A lot of what we read in the New Testament doesn’t quite add up when we view the events of Easter from a strictly historical perspective. the call for the execution itself doesn’t seem to add up since just a few days before (what we refer to as Palm Sunday), Jesus entered Jerusalem to a throng of supporters and admirers. A few days after, many of the same were calling for his death.  The trial at night, strictly against Jewish law (the writers of the event were probably unaware of this fact), then the torture and finally crucifixion seemed to happen quickly for someone that was not a known criminal.

Everything though, comes down to the resurrection, doesn’t it? Somehow, a dead man, dead for two days by the way, magically rises and walks out of his tomb. In the original, or first, retelling, we actually don’t learn much other than two women, May Magdalene and Mary, mother of James and Salome, come to the crypt and find a man standing  in white saying that Jesus isn’t there. The book of Mark originally ends with both of them running away, never telling anyone. So how do we know this then? They must have told someone and a much later interpolation adds verses beyond 16:8 to describe what actually occurred  a little better for the believer.

The other accounts tell of Jesus meeting people on the road, meeting his disciples, and actually hanging out having a meal. Nice trick for a dead man but then we’re supposed to believe that God has made a miracle. Or was it Jesus, who is God, but then God’s son, but then…I give up.

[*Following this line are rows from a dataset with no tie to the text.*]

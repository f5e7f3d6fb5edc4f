// Hides the console window on Windows in release builds.
#![cfg_attr(not(debug_assertions), windows_subsystem = "windows")]

mod hotkey;
mod overlay;
mod power;
mod status;
#[cfg(windows)]
mod tray;
#[cfg(windows)]
mod win;

#[cfg(windows)]
fn main() -> anyhow::Result<()> {
    use anyhow::Context;

    use crate::hotkey::{HotkeyCommand, KeyboardHook};
    use crate::overlay::{OverlayConfig, OverlayManager, register_overlay_class};
    use crate::power::SystemPowerSource;
    use crate::tray::AppEvent;

    tracing_subscriber::fmt::init();
    tracing::info!("starting Desk HUD");

    // Make sure only one instance is running.
    if !win::create_single_instance_mutex() {
        tracing::warn!("another Desk HUD instance is already running");
        return Ok(());
    }

    // Register the Win32 overlay window class (once, before the window is
    // created).
    unsafe {
        register_overlay_class().context("failed to register overlay window class")?;
    }

    // Bring up the overlay on its own thread.
    let manager = OverlayManager::spawn(
        OverlayConfig::default(),
        Box::new(SystemPowerSource::new()),
    )?;

    let (event_tx, event_rx) = crossbeam_channel::unbounded();

    // The toggle hotkey is a primary feature, so a hook that cannot be
    // installed aborts startup.
    let mut hook = KeyboardHook::default();
    let hotkey_tx = event_tx.clone();
    hook.activate(move |command| match command {
        HotkeyCommand::ToggleOverlay => {
            let _ = hotkey_tx.send(AppEvent::ToggleOverlay);
        }
    })
    .context("failed to install the global hotkey hook")?;

    // Create the tray icon and start the application event loop.
    tray::run_tray_event_loop(manager, hook, event_tx, event_rx)?;

    // Run the main Windows message loop.
    win::message_loop();
    Ok(())
}

#[cfg(not(windows))]
fn main() {
    eprintln!("Desk HUD only runs on Windows.");
    std::process::exit(1);
}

The problem with the entire account is that it’s not recorded, by anyone at the time of the event, not even. from hearsay. It’s at least forty years after that we learn anything about it. The tele itself lends to mythology more than anything else. A great leader, condemned to death, rising from the grave, finally ascending to heaven. It solves a l of of problems for the adherents in that they don’t have to prove any of the message they are spreading. Doubters have nothing to argue because the entire story is just one giant miracle and no one is forced to provide any evidence that any of of it is real.

That’s how belief works though: no evidence of what occurred ever need be presented.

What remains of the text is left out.